Due to what we shall term ‘A Baby-Sitting Malfunction’ I ended up taking my 7 year old son to Toastmasters, my speakers club, on Wednesday evening. In lots of ways it didn’t seem like a good idea. For a start he would be up very late – I don’t usually get back till at least 11pm – and in addition to that he would have to sit quietly for the best part of 3 hours and listen to a variety of adults speak, and respond appropriately. He would also have to listen to me speak, and manage himself whilst I wasn’t sitting with him. Now my little boy is a very intelligent and lively young man and at the age of 7 is still capable of a full-on-screaming-abdabs tantrum on rare occasions, so taking him with me did have an element of risk attached. However, the babysitter had indeed malfunctioned, and I was speaking that night so I couldn’t exactly ‘bunk off’. As it was the summer holidays he could be excused the late night … so off we went.
In the car on the way there I told him how the evening would go, and he was really excited about it. When we got there I introduced him to some of my friends and then we went and sat right at the front. The president of the club was lovely. She included his glove puppet ‘squeak mouse’ when she mentioned the guests that we had in the audience, which he loved, then the speeches began. Would you believe it? My little roof-raiser sat quietly through the evening, clapped at appropriate occasions, and conversed politely with people during the break. When it was time to go home he told me he had had the ‘best time in his life ever!’ ‘Ever?’ I asked. ‘Well so far!’ he said 🙂
The club doesn’t allow you to join or speak till you’re 16, which is understandable given the fact that it’s a place for professionals to keep their speaking skills sharp, but it set me wondering. There are so many things our kids could do if we just gave them half the chance. I’ve talked about this before (Fearless as a Child). Don’t get me wrong, I’m not talking about ‘hot-housing’ – forcing your kids into academic brilliance when they’re not up for it. But when you see your child has a natural ability for something, and most of all they enjoy it, how many of us support them to follow that thing through, even if it’s something they’re theoretically too young for? You know at the age of three and a half my son had an avid interest in dinosaurs. And I’m not talking ‘Harry and His Bucket Full of Dinosaurs’, I mean the real McCoy. We used to sit there reading from a book so heavy that he couldn’t even rest it on his little legs. The typeface was of course tiny, but the pictures were wonderful. He’d leaf through till one caught his eye, and then say ‘Mummy tell me about that one!’ and I’d read and explain the accompanying text. Then when he went to school he was suddenly plunged into a world of ‘Tom is here. Jill is here. Where is the dog?’ It switched him off for a long time, though thankfully he has had a brilliant teacher this last academic year who has turned him on to learning again. If your child picked up an academic book clearly written for adults, and asked you about the contents, would you read it to them? Not all parents would you know.
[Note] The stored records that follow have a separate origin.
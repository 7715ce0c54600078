// SPDX-License-Identifier: MIT
// Copyright 2026 Roland Dreier <roland@rolandd.dev>

//! Application error types with consistent API responses.

use axum::{
    extract::rejection::{JsonRejection, PathRejection},
    http::StatusCode,
    response::{IntoResponse, Response},
    Json,
};
use serde::{Deserialize, Serialize};

/// Application error type that converts to HTTP responses.
#[derive(Debug, thiserror::Error)]
pub enum AppError {
    #[error("Resource not found: {0}")]
    NotFound(String),

    #[error("Invalid request: {0}")]
    BadRequest(String),

    /// The write was accepted but changed no rows.
    #[error("Problem saving changes: {0}")]
    Persistence(String),

    #[error("Database error: {0}")]
    Database(String),

    #[error("Internal server error: {0}")]
    Internal(#[from] anyhow::Error),
}

impl From<rusqlite::Error> for AppError {
    fn from(err: rusqlite::Error) -> Self {
        AppError::Database(err.to_string())
    }
}

impl From<validator::ValidationErrors> for AppError {
    fn from(err: validator::ValidationErrors) -> Self {
        AppError::BadRequest(err.to_string())
    }
}

impl From<JsonRejection> for AppError {
    fn from(rejection: JsonRejection) -> Self {
        AppError::BadRequest(rejection.body_text())
    }
}

impl From<PathRejection> for AppError {
    fn from(rejection: PathRejection) -> Self {
        if rejection.status().is_server_error() {
            AppError::Internal(anyhow::anyhow!(rejection.body_text()))
        } else {
            AppError::BadRequest(rejection.body_text())
        }
    }
}

/// JSON error response body
#[derive(Debug, Serialize, Deserialize)]
pub struct ErrorResponse {
    pub error: String,
    #[serde(default, skip_serializing_if = "Option::is_none")]
    pub details: Option<String>,
}

impl IntoResponse for AppError {
    fn into_response(self) -> Response {
        let (status, error, details) = match &self {
            AppError::NotFound(msg) => (StatusCode::NOT_FOUND, "not_found", Some(msg.clone())),
            AppError::BadRequest(msg) => {
                (StatusCode::BAD_REQUEST, "bad_request", Some(msg.clone()))
            }
            AppError::Persistence(msg) => {
                tracing::error!(error = %msg, "Persistence failure");
                (
                    StatusCode::INTERNAL_SERVER_ERROR,
                    "persistence_error",
                    Some(msg.clone()),
                )
            }
            AppError::Database(msg) => {
                tracing::error!(error = %msg, "Database error");
                (StatusCode::INTERNAL_SERVER_ERROR, "database_error", None)
            }
            AppError::Internal(err) => {
                tracing::error!(error = %err, "Internal server error");
                (StatusCode::INTERNAL_SERVER_ERROR, "internal_error", None)
            }
        };

        let body = ErrorResponse {
            error: error.to_string(),
            details,
        };

        (status, Json(body)).into_response()
    }
}

/// Result type alias for handlers
pub type Result<T> = std::result::Result<T, AppError>;

/// Failure of a call made through the activities client.
#[derive(Debug, Clone, PartialEq, Eq, thiserror::Error)]
pub enum ClientError {
    #[error("Activity not found: {0}")]
    NotFound(String),

    #[error("Activity rejected: {0}")]
    Validation(String),

    #[error("Problem saving changes: {0}")]
    Persistence(String),

    /// The remote call itself failed (connection, decoding, unexpected status).
    #[error("Transport failure: {0}")]
    Transport(String),
}

impl ClientError {
    /// Map a non-success API response back to the error it was rendered from.
    pub fn from_response(status: StatusCode, body: Option<ErrorResponse>) -> Self {
        let (kind, message) = match body {
            Some(b) => {
                let message = b.details.unwrap_or_else(|| b.error.clone());
                (b.error, message)
            }
            None => (String::new(), status.to_string()),
        };

        match (status, kind.as_str()) {
            (StatusCode::NOT_FOUND, _) => ClientError::NotFound(message),
            (StatusCode::BAD_REQUEST | StatusCode::UNPROCESSABLE_ENTITY, _) => {
                ClientError::Validation(message)
            }
            (_, "persistence_error") => ClientError::Persistence(message),
            _ => ClientError::Transport(format!("{}: {}", status, message)),
        }
    }
}

impl From<reqwest::Error> for ClientError {
    fn from(err: reqwest::Error) -> Self {
        ClientError::Transport(err.to_string())
    }
}
// SPDX-License-Identifier: MIT
// Copyright 2026 Roland Dreier <roland@rolandd.dev>

//! Client-side activity cache.
//!
//! Mirrors server state in an id-keyed registry and tracks the selected
//! activity plus in-flight flags. Every operation awaits exactly one remote
//! call and then applies its outcome in a single `send_modify`, so
//! subscribers never observe a half-applied mutation.
//!
//! Concurrent operations are not coordinated: when two calls touching the
//! same id are in flight, the one that completes last wins.

use crate::client::api::ActivitiesApi;
use crate::client::grouping::{group_by_date, DateGroup, GroupingError};
use crate::error::ClientError;
use crate::models::Activity;
use crate::time_utils::truncate_fractional_seconds;
use std::collections::HashMap;
use tokio::sync::watch;
use uuid::Uuid;

/// Observable store state.
#[derive(Debug, Clone, Default)]
pub struct StoreState {
    pub registry: HashMap<Uuid, Activity>,
    /// Copy of the activity being viewed; not updated when the registry changes.
    pub selected: Option<Activity>,
    /// A list or detail fetch is in progress.
    pub loading_initial: bool,
    /// A create, edit or delete is in progress.
    pub submitting: bool,
    /// Tag of the control that started the current delete, or empty.
    pub target: String,
}

impl StoreState {
    /// Registry contents grouped by calendar day, recomputed on every call.
    pub fn activities_by_date(&self) -> Result<Vec<DateGroup>, GroupingError> {
        group_by_date(self.registry.values().cloned())
    }
}

/// Cache of activities synchronized against an [`ActivitiesApi`].
pub struct ActivityStore<A> {
    api: A,
    state: watch::Sender<StoreState>,
}

impl<A: ActivitiesApi> ActivityStore<A> {
    pub fn new(api: A) -> Self {
        Self {
            api,
            state: watch::Sender::new(StoreState::default()),
        }
    }

    /// Receive a notification after every mutation.
    pub fn subscribe(&self) -> watch::Receiver<StoreState> {
        self.state.subscribe()
    }

    pub fn snapshot(&self) -> StoreState {
        self.state.borrow().clone()
    }

    /// Cached activity by id, without any remote call.
    pub fn get(&self, id: Uuid) -> Option<Activity> {
        self.state.borrow().registry.get(&id).cloned()
    }

    pub fn selected(&self) -> Option<Activity> {
        self.state.borrow().selected.clone()
    }

    pub fn loading_initial(&self) -> bool {
        self.state.borrow().loading_initial
    }

    pub fn submitting(&self) -> bool {
        self.state.borrow().submitting
    }

    pub fn target(&self) -> String {
        self.state.borrow().target.clone()
    }

    pub fn activities_by_date(&self) -> Result<Vec<DateGroup>, GroupingError> {
        self.state.borrow().activities_by_date()
    }

    /// Fetch the full list and upsert every entry into the registry.
    ///
    /// Entries missing from the response are kept; this never shrinks the
    /// registry. Returns the number of activities received.
    pub async fn load_all(&self) -> Result<usize, ClientError> {
        self.state.send_modify(|s| s.loading_initial = true);

        match self.api.list().await {
            Ok(activities) => {
                let count = activities.len();
                self.state.send_modify(|s| {
                    for mut activity in activities {
                        activity.date = truncate_fractional_seconds(&activity.date).to_string();
                        s.registry.insert(activity.id, activity);
                    }
                    s.loading_initial = false;
                });
                tracing::debug!(count, "Loaded activities");
                Ok(count)
            }
            Err(e) => {
                self.state.send_modify(|s| s.loading_initial = false);
                tracing::warn!(error = %e, "Failed to load activities");
                Err(e)
            }
        }
    }

    /// Select an activity, fetching it only when it is not cached.
    ///
    /// A cached entry is used as-is, however old it is.
    pub async fn load_one(&self, id: Uuid) -> Result<Activity, ClientError> {
        let mut cached = None;
        self.state.send_if_modified(|s| match s.registry.get(&id) {
            Some(activity) => {
                s.selected = Some(activity.clone());
                cached = Some(activity.clone());
                true
            }
            None => false,
        });
        if let Some(activity) = cached {
            tracing::debug!(activity_id = %id, "Activity served from cache");
            return Ok(activity);
        }

        self.state.send_modify(|s| s.loading_initial = true);

        let result = self.api.details(id).await;

        self.state.send_modify(|s| {
            if let Ok(activity) = &result {
                s.selected = Some(activity.clone());
            }
            s.loading_initial = false;
        });

        result.inspect_err(|e| {
            tracing::warn!(activity_id = %id, error = %e, "Failed to load activity");
        })
    }

    pub fn clear_selection(&self) {
        self.state.send_modify(|s| s.selected = None);
    }

    /// Create on the server, then add to the registry.
    pub async fn create(&self, activity: Activity) -> Result<(), ClientError> {
        self.state.send_modify(|s| s.submitting = true);

        let result = self.api.create(&activity).await;

        let id = activity.id;
        self.state.send_modify(|s| {
            if result.is_ok() {
                s.registry.insert(activity.id, activity);
            }
            s.submitting = false;
        });

        match &result {
            Ok(()) => tracing::info!(activity_id = %id, "Created activity"),
            Err(e) => tracing::warn!(activity_id = %id, error = %e, "Failed to create activity"),
        }
        result
    }

    /// Send the full activity as an edit; on success it replaces both the
    /// registry entry and the selection.
    pub async fn edit(&self, activity: Activity) -> Result<(), ClientError> {
        self.state.send_modify(|s| s.submitting = true);

        let result = self.api.update(&activity).await;

        let id = activity.id;
        self.state.send_modify(|s| {
            if result.is_ok() {
                s.selected = Some(activity.clone());
                s.registry.insert(activity.id, activity);
            }
            s.submitting = false;
        });

        match &result {
            Ok(()) => tracing::info!(activity_id = %id, "Edited activity"),
            Err(e) => tracing::warn!(activity_id = %id, error = %e, "Failed to edit activity"),
        }
        result
    }

    /// Delete on the server, then drop the registry entry.
    ///
    /// `target` names the control that started the delete so a renderer can
    /// mark just that control as busy. A NotFound reply counts as success:
    /// the activity is gone either way.
    pub async fn delete(&self, id: Uuid, target: impl Into<String>) -> Result<(), ClientError> {
        let target = target.into();
        self.state.send_modify(|s| {
            s.submitting = true;
            s.target = target;
        });

        let result = match self.api.delete(id).await {
            Err(ClientError::NotFound(msg)) => {
                tracing::debug!(activity_id = %id, reason = %msg, "Activity already deleted");
                Ok(())
            }
            other => other,
        };

        self.state.send_modify(|s| {
            if result.is_ok() {
                s.registry.remove(&id);
            }
            s.submitting = false;
            s.target.clear();
        });

        match &result {
            Ok(()) => tracing::info!(activity_id = %id, "Deleted activity"),
            Err(e) => tracing::warn!(activity_id = %id, error = %e, "Failed to delete activity"),
        }
        result
    }
}
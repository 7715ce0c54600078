// SPDX-License-Identifier: MIT
// Copyright 2026 Roland Dreier <roland@rolandd.dev>

//! Security headers middleware.

use axum::{
    extract::Request,
    http::{HeaderName, HeaderValue},
    middleware::Next,
    response::Response,
};

/// Headers attached to every API response. The API only serves JSON, so
/// nothing may be framed, sniffed or cached by intermediaries.
const API_HEADERS: [(&str, &str); 5] = [
    ("x-content-type-options", "nosniff"),
    ("x-frame-options", "DENY"),
    (
        "content-security-policy",
        "default-src 'none'; frame-ancestors 'none'",
    ),
    ("referrer-policy", "no-referrer"),
    ("cache-control", "no-store"),
];

/// Add security headers to all responses.
pub async fn add_security_headers(req: Request, next: Next) -> Response {
    let mut response = next.run(req).await;
    let headers = response.headers_mut();

    for (name, value) in API_HEADERS {
        headers.insert(
            HeaderName::from_static(name),
            HeaderValue::from_static(value),
        );
    }

    response
}
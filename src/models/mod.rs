// SPDX-License-Identifier: MIT
// Copyright 2026 Roland Dreier <roland@kernel.org>

//! Data models for the application.

pub mod activity;

pub use activity::{Activity, ActivityPatch};
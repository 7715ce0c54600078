// SPDX-License-Identifier: MIT
// Copyright 2026 Roland Dreier <roland@rolandd.dev>

//! Activity handlers.
//!
//! Each operation reads or writes a single row:
//! 1. List all activities
//! 2. Details for one activity (NotFound if absent)
//! 3. Create with a caller-supplied id
//! 4. Edit by partial overwrite (NotFound if absent, Persistence if nothing saved)
//! 5. Delete (NotFound if absent)

use crate::db::SqliteDb;
use crate::error::{AppError, Result};
use crate::models::{Activity, ActivityPatch};
use crate::time_utils::{format_activity_date, parse_activity_date};
use uuid::Uuid;
use validator::Validate;

/// Activity operations over the relational store.
///
/// SQLite calls block, so each operation runs on tokio's blocking pool.
#[derive(Clone)]
pub struct ActivityService {
    db: SqliteDb,
}

impl ActivityService {
    pub fn new(db: SqliteDb) -> Self {
        Self { db }
    }

    pub async fn list(&self) -> Result<Vec<Activity>> {
        let activities = self.blocking(|db| db.list_activities()).await?;
        tracing::debug!(count = activities.len(), "Listed activities");
        Ok(activities)
    }

    pub async fn details(&self, id: Uuid) -> Result<Activity> {
        self.blocking(move |db| db.find_activity(id))
            .await?
            .ok_or_else(|| AppError::NotFound(format!("Activity {} not found", id)))
    }

    /// Insert a new activity. An id that is already stored fails the
    /// primary-key constraint and is reported as BadRequest.
    pub async fn create(&self, mut activity: Activity) -> Result<()> {
        activity.validate()?;
        activity.date = normalize_date(&activity.date)?;

        let id = activity.id;
        let count = self
            .blocking(move |db| db.insert_activity(&activity))
            .await?;
        if count == 0 {
            return Err(AppError::Persistence(
                "Problem saving changes".to_string(),
            ));
        }

        tracing::info!(activity_id = %id, "Created activity");
        Ok(())
    }

    /// Overwrite the fields present in `patch`.
    ///
    /// Fails with Persistence when nothing would be written: either the patch
    /// leaves every field as stored, or the row vanished before the save.
    pub async fn edit(&self, id: Uuid, mut patch: ActivityPatch) -> Result<()> {
        self.blocking(move |db| {
            let mut activity = db
                .find_activity(id)?
                .ok_or_else(|| AppError::NotFound(format!("Could not find activity {}", id)))?;

            if let Some(date) = patch.date.take() {
                patch.date = Some(normalize_date(&date)?);
            }

            let before = activity.clone();
            patch.apply(&mut activity);
            if activity == before || db.save_activity(&activity)? == 0 {
                return Err(AppError::Persistence(
                    "Problem saving changes".to_string(),
                ));
            }
            Ok(())
        })
        .await?;

        tracing::info!(activity_id = %id, "Edited activity");
        Ok(())
    }

    pub async fn delete(&self, id: Uuid) -> Result<()> {
        if self.blocking(move |db| db.delete_activity(id)).await? == 0 {
            return Err(AppError::NotFound(format!("Activity {} not found", id)));
        }

        tracing::info!(activity_id = %id, "Deleted activity");
        Ok(())
    }

    async fn blocking<T, F>(&self, op: F) -> Result<T>
    where
        F: FnOnce(&SqliteDb) -> Result<T> + Send + 'static,
        T: Send + 'static,
    {
        let db = self.db.clone();
        tokio::task::spawn_blocking(move || op(&db))
            .await
            .map_err(|e| AppError::Internal(anyhow::anyhow!("database task failed: {}", e)))?
    }
}

fn normalize_date(raw: &str) -> Result<String> {
    parse_activity_date(raw)
        .map(format_activity_date)
        .ok_or_else(|| AppError::BadRequest(format!("Invalid activity date: {:?}", raw)))
}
I think that as a culture we sometimes stunt our kids’ growth without even realising it. We don’t always give them the chance to find out for themselves. A dear friend once reprimanded me for giving her young son grapes still on the stem. ‘If you give it to him like that, he’s going to eat the stem too!’ she said. Well, maybe the first time, but he won’t do it again will he? How is he ever going to learn to pick the grapes off himself if you keep doing it for him? It’s a balance and not always an easy one to achieve. Of course you don’t let your children find out for themselves that walking into the road without looking could get you into trouble, part of a parent’s job is to keep their children safe. Yet there are so many things that they can work out for themselves thereby learning about the situation in hand, AND learning vital skills in terms of thinking and analysis.
Many years ago now I used to head up a Jewish Sunday school, and on one occasion the children and teachers were preparing for a meal to which all the parents would be invited. We were cutting a salad and I asked my teaching assistant to cut the tomatoes. I watched, astonished, as she pretty much annihilated them. She was doing her best. She explained to me that this was the first time she had ever cut a tomato! Wow! I was shocked. How is it possible for a person to reach a good 20 years of age and never learn to cut fruit and vegetables with a sharp knife?
Do you let your children use sharp knives? I do. How else will they learn? I allow my two and three year old to hold the knife with me so that they get used to the various motions of cutting. If it’s something easy, say my three year old has a small amount of cheese on her plate and she wants it in even smaller pieces I will allow her to use a sharp knife independently while I watch. And I let my seven year old son use a knife independently and unsupervised, because he has been using one so long that he knows how. If there’s something he isn’t confident about cutting he will ask for help. The other day he peeled a kiwi and cut it into pieces. That’s my boy! I don’t have to hide knives away from them because they know that knives can be dangerous if misused, so they treat them with respect. I explained to my kids that the most useful things are often also the most dangerous. Things like knives or fire, or cars or electricity. I explained that you shouldn’t be afraid of them, just learn how to use them safely and effectively.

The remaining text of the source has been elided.